# Inexpensive Black Sand?



## Mxx

Is there a UK source for good black sand? I'd like some to use as a cap atop a mineralized top soil base, but I'm having trouble sourcing it here as all the source I found seem to be in the US. 

All I've found is products such as Flourite Black Sand which is decent and which I use in a tank already, but it would cost a fortune for a large tank, and regular cheap sand works just as well over a soil underlay. 

I'm looking for something such as black pool filter sand or 3M Black Quartz Sand. I had also seen one which consisted of ceramically coated small grains which sounded interesting.

I'd however perhaps prefer to avoid silica sand though, as the silica seems to result in algal problems for some, though I haven't been able to confirm that, unless others can?


----------



## fishfingers

Caribsea Natural Tahitian Moon Black Sand its not badly priced and is very black looks good


----------



## Tom

Try the Unipac Stuff  Or Pets at Home have a similar one but maybe slightly more expensive.


----------



## m_attt

I use caribsea, Tahitian Moon sand. its jet black hasn't lost its colour after two years and looks really nice.


----------



## sanj

Just a note, the Unipac Limpopo is not a black sand. Its more like light grey with black in. I think they do a 2-3mm black gravel, but i dont know what that looks like.


----------



## Mxx

The Caribsea Tahitian Moon Sand is still over four times the price that I'd been seeing for 3M Colorquartz, or Spectra Quartz, and I'd seen a few complaints about the Moon Sand as well.
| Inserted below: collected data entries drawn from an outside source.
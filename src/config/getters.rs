//! Getter methods for `FetchConfig`
//!
//! This module provides all the accessor methods for retrieving configuration
//! values from a `FetchConfig` instance.

use chrono::NaiveDate;
use std::time::Duration;

use super::types::FetchConfig;

impl FetchConfig {
    #[must_use]
    pub fn base_url(&self) -> &str {
        &self.base_url
    }

    #[must_use]
    pub fn concurrency(&self) -> usize {
        self.concurrency
    }

    #[must_use]
    pub fn retries(&self) -> u32 {
        self.retries
    }

    #[must_use]
    pub fn request_timeout(&self) -> Duration {
        self.request_timeout
    }

    #[must_use]
    pub fn rate_limit(&self) -> f64 {
        self.rate_limit
    }

    #[must_use]
    pub fn min_interval(&self) -> Duration {
        self.min_interval
    }

    /// Pages fetched per account at most; 0 means unbounded.
    #[must_use]
    pub fn max_pages(&self) -> u32 {
        self.max_pages
    }

    /// Matched ids per account at most; 0 means unbounded.
    #[must_use]
    pub fn max_items(&self) -> usize {
        self.max_items
    }

    #[must_use]
    pub fn comment_threshold(&self) -> i64 {
        self.comment_threshold
    }

    #[must_use]
    pub fn date_after(&self) -> NaiveDate {
        self.date_after
    }

    #[must_use]
    pub fn date_before(&self) -> NaiveDate {
        self.date_before
    }

    #[must_use]
    pub fn dedupe(&self) -> bool {
        self.dedupe
    }

    #[must_use]
    pub fn strict(&self) -> bool {
        self.strict
    }

    #[must_use]
    pub fn best_effort(&self) -> bool {
        self.best_effort
    }
}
And Black Beauty sand which some use is far more inexpensive than that, but I don't really trust it. 

Pool filter sand is at least half the price of Moon Sand, and play sand is a fraction of that even, but I've yet to see pool filter sand here offered in black.


----------



## He-Man

most maidenhead aquatics stock it , it's an excellent top coat for substrate.


----------



## Gill

Agreed most MA stores stock it. Another tip check out the candle/vase isle in the warehouse/department store. They have some nice Black sands sometimes.


----------



## Mxx

I found this black volcanic sand, http://www.specialistaggregates.com/mor ... bb80f71e62
which appears to be the desirable grain size, and it's less than £0.33/kg, which is an eight the price of Tahitian Moon Sand, although that price is for buying it in one tonne quantities, which even for a 2 metre long tank might be a lot. With their 20 kg bags it's £1.58 per kilo though. 
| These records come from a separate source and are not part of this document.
//! Per-account page walker
//!
//! Pages are requested strictly in sequence. The walk stops on:
//! - `max_pages` exceeded, a 404, or an empty page (clean end)
//! - `max_items` reached, even in the middle of a page (clean end)
//! - cancellation or an attempt deadline (clean end, matches kept)
//! - exhausted retries or an undecodable page (matches kept, error returned)

use chrono::{DateTime, Days, NaiveDate, Utc};
use log::{debug, error};
use tokio_util::sync::CancellationToken;

use super::fetch_types::FetchError;
use super::listing_data::{Essential, ListingPage};
use super::retrier::RequestRetrier;
use crate::config::FetchConfig;
use crate::utils::PAGE_SIZE;

/// Comment-count and upload-date predicate
#[derive(Debug, Clone, Copy, PartialEq, Eq)]
pub struct ListingFilter {
    comment_threshold: i64,
    /// Inclusive lower bound, UTC midnight of the first day.
    not_before: Option<DateTime<Utc>>,
    /// Exclusive upper bound, UTC midnight after the last day.
    before: Option<DateTime<Utc>>,
}

impl ListingFilter {
    /// Build a filter over the inclusive day range `[after, before]`.
    #[must_use]
    pub fn new(comment_threshold: i64, after: NaiveDate, before: NaiveDate) -> Self {
        Self {
            comment_threshold,
            not_before: utc_midnight(after),
            before: before
                .checked_add_days(Days::new(1))
                .and_then(utc_midnight),
        }
    }

    /// True iff the entry has more comments than the threshold and was
    /// registered inside the day range. Entries without a timestamp never match.
    #[must_use]
    pub fn matches(&self, entry: &Essential) -> bool {
        if entry.count.comment <= self.comment_threshold {
            return false;
        }
        let Some(registered_at) = entry.registered_at.map(|t| t.with_timezone(&Utc)) else {
            return false;
        };
        if self.not_before.is_some_and(|bound| registered_at < bound) {
            return false;
        }
        self.before.is_none_or(|bound| registered_at < bound)
    }
}

fn utc_midnight(day: NaiveDate) -> Option<DateTime<Utc>> {
    day.and_hms_opt(0, 0, 0).map(|at| at.and_utc())
}

/// Walks one account's listing and collects matching video ids
#[derive(Debug, Clone)]
pub struct ListingFetcher {
    retrier: RequestRetrier,
    base_url: String,
    filter: ListingFilter,
    max_pages: u32,
    max_items: usize,
}

impl ListingFetcher {
    #[must_use]
    pub fn new(retrier: RequestRetrier, config: &FetchConfig) -> Self {
        Self {
            retrier,
            base_url: config.base_url().to_string(),
            filter: ListingFilter::new(
                config.comment_threshold(),
                config.date_after(),
                config.date_before(),
            ),
            max_pages: config.max_pages(),
            max_items: config.max_items(),
        }
    }

    #[must_use]
    pub fn page_url(&self, user_id: &str, page: u32) -> String {
        format!(
            "{}/users/{user_id}/videos?pageSize={PAGE_SIZE}&page={page}",
            self.base_url
        )
    }

    /// Collect matching ids for `user_id`, in listing order
    ///
    /// The ids gathered so far are returned on every path. The error is set
    /// only for exhausted retries and decode failures; cancellation and
    /// attempt deadlines end the walk without one.
    pub async fn fetch_user_videos(
        &self,
        user_id: &str,
        cancel: &CancellationToken,
    ) -> (Vec<String>, Option<FetchError>) {
        let mut matched = Vec::new();
        let mut page: u32 = 1;

        loop {
            if self.max_pages > 0 && page > self.max_pages {
                debug!("user {user_id}: page limit {} reached", self.max_pages);
                break;
            }

            let url = self.page_url(user_id, page);
            let response = match self.retrier.get(&url, cancel).await {
                Ok(response) => response,
                Err(e) if e.is_cancellation() => {
                    debug!("user {user_id}: fetch aborted on page {page}: {e}");
                    return (matched, None);
                }
                Err(e) => return (matched, Some(e)),
            };

            if response.is_not_found() {
                debug!("user {user_id}: no page {page}");
                break;
            }

            let listing = match ListingPage::from_slice(&response.body) {
                Ok(listing) => listing,
                Err(e) => {
                    error!("user {user_id}: undecodable page {page}: {e}");
                    return (
                        matched,
                        Some(FetchError::Decode {
                            url,
                            message: e.to_string(),
                        }),
                    );
                }
            };

            if listing.data.items.is_empty() {
                break;
            }

            for item in &listing.data.items {
                if !self.filter.matches(&item.essential) {
                    continue;
                }
                matched.push(item.essential.id.clone());
                if self.max_items > 0 && matched.len() >= self.max_items {
                    debug!("user {user_id}: item limit {} reached", self.max_items);
                    return (matched, None);
                }
            }

            page = match page.checked_add(1) {
                Some(next) => next,
                None => break,
            };
        }

        (matched, None)
    }
}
Has anyone used anything like this before?


----------



## ghostsword

I know we are talking about sands, and that site is just amazing, thanks for that, but have you looked at the fired clay balls?

http://www.specialistaggregates.com/mor ... bb80f71e62


----------



## clonitza

Fired clay is usually very light, floats and even if it doesn't it's kinda painful to plant carpeting plants. It also has the tendency to level after a while.
I've tested a broad range of clay substrates from Manado, Stoffels GranuPor, Dupla Ground etc and none made any difference in plant growth when using EI than plain sand or quartz gravel.
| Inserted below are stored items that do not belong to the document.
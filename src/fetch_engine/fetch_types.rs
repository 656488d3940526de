//! Core types for listing fetches.
//!
//! Error taxonomy for a single page request, the per-account outcome record,
//! and the run-level counters and error.

use serde::{Deserialize, Serialize};
use std::time::Duration;
use thiserror::Error;

use crate::input::InputError;

/// Failure while fetching one account's listing
///
/// `Cancelled` and `Timeout` are the fatal transport kinds: the retrier
/// returns them immediately and the listing fetcher treats them as a quiet
/// abort. Everything else surfaces to the orchestrator.
#[derive(Debug, Clone, PartialEq, Eq, Error)]
pub enum FetchError {
    /// The run's cancellation token fired.
    #[error("context canceled")]
    Cancelled,

    /// A single attempt exceeded its deadline.
    #[error("request to {url} timed out after {timeout:?}")]
    Timeout { url: String, timeout: Duration },

    /// Connection, TLS, or body transfer failure.
    #[error("request to {url} failed: {message}")]
    Transport { url: String, message: String },

    /// Any status other than 200 / 404 once retries ran out.
    #[error("unexpected status {status} from {url}")]
    Status { url: String, status: u16 },

    /// The page body was not a listing payload.
    #[error("failed to decode listing from {url}: {message}")]
    Decode { url: String, message: String },
}

impl FetchError {
    /// True for the kinds that abort a fetch without retrying.
    #[must_use]
    pub fn is_cancellation(&self) -> bool {
        matches!(self, Self::Cancelled | Self::Timeout { .. })
    }

    /// Map a reqwest failure, keeping timeouts distinguishable.
    pub(crate) fn from_reqwest(url: &str, timeout: Duration, err: &reqwest::Error) -> Self {
        if err.is_timeout() {
            return Self::Timeout {
                url: url.to_string(),
                timeout,
            };
        }
        Self::Transport {
            url: url.to_string(),
            message: err.to_string(),
        }
    }
}

/// Result of fetching one account
///
/// Written once by the worker that owns the account.
#[derive(Debug, Clone, PartialEq, Eq, Serialize, Deserialize)]
pub struct FetchOutcome {
    pub user_id: String,
    /// Matched video ids in listing order.
    pub items: Vec<String>,
    /// Terminal error, if the fetch did not finish cleanly.
    #[serde(skip)]
    pub error: Option<FetchError>,
}

impl FetchOutcome {
    #[must_use]
    pub fn is_ok(&self) -> bool {
        self.error.is_none()
    }
}

/// Aggregate counters for one run
#[derive(Debug, Clone, Copy, Default, PartialEq, Eq, Serialize, Deserialize)]
pub struct RunSummary {
    pub total_inputs: u64,
    pub valid_inputs: u64,
    pub invalid_inputs: u64,
    pub fetch_ok: u64,
    pub fetch_err: u64,
}

/// Everything a run produced, independent of its final verdict
#[derive(Debug, Clone, Default)]
pub struct RunReport {
    pub summary: RunSummary,
    /// Matched ids from all accounts, finished (deduped/sorted).
    pub ids: Vec<String>,
    /// One record per dispatched account, in completion order.
    pub outcomes: Vec<FetchOutcome>,
    /// Candidates that did not name an account, in arrival order.
    pub invalid_inputs: Vec<String>,
    /// Messages of every fetch error, in completion order.
    pub errors: Vec<String>,
}

/// Run-level failure, in precedence order
#[derive(Debug, Error)]
pub enum RunError {
    /// The candidate source failed; always wins.
    #[error(transparent)]
    Input(#[from] InputError),

    /// Strict mode saw at least one invalid candidate.
    #[error("invalid input detected")]
    InvalidInput,

    /// First fetch error in completion order.
    #[error(transparent)]
    Fetch(#[from] FetchError),
}

/// Convenience alias for Result with `FetchError`
pub type FetchResult<T> = Result<T, FetchError>;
The volcanic sand if it's not treated for aquaristics has sharp edges and can injure your fish.

If you really want a nice black sand try and find a Dennerle distributor who sales black quartz (not the expensive nano version) anyway I'm sure there are plenty of other options in UK.

Mike


----------



## Mxx

I found this which isn't priced too bad, http://www.harrogateaquatic.co.uk/store ... ductId=212 though at 2-3 mm grain size it seems to be larger than the Dennerle quartz sand - http://dennerle.com/de/index.php?option ... Itemid=120


----------



## ghostsword

clonitza said:
			
		

> Fired clay is usually very light, floats and even if it doesn't it's kinda painful to plant carpeting plants. It also has the tendency to level after a while.
> I've tested a broad range of clay substrates from Manado, Stoffels GranuPor, Dupla Ground etc and none made any difference in plant growth when using EI than plain sand or quartz gravel.
> 
> 
> Mike



That is true, Dupla Ground is something not for the faint hearted, and if this is the same as Dupla, only the small pieces are recommended. 

Dennerle substrate, the one for shrimp, is the best substrate I have tried.


----------



## Mxx

Estes Permacolor Quarz or Ceramquartz is what many aquarists seem to be using instead of the 3M stuff now in the States, but I'm yet to find a source here for that either.


----------



## Antipofish

Estes’ Marine Sand (also known as Ultra Reef and Stoney River) is nice in appearance if its available in the UK.  Fish and Fins in Hailsham do mail order stuff and claim to be able to get Estes stuff so may be worth a try.


----------



## Mxx

Antipofish said:
			
		

> Estes’ Marine Sand (also known as Ultra Reef and Stoney River) is nice in appearance if its available in the UK.  Fish and Fins in Hailsham do mail order stuff and claim to be able to get Estes stuff so may be worth a try.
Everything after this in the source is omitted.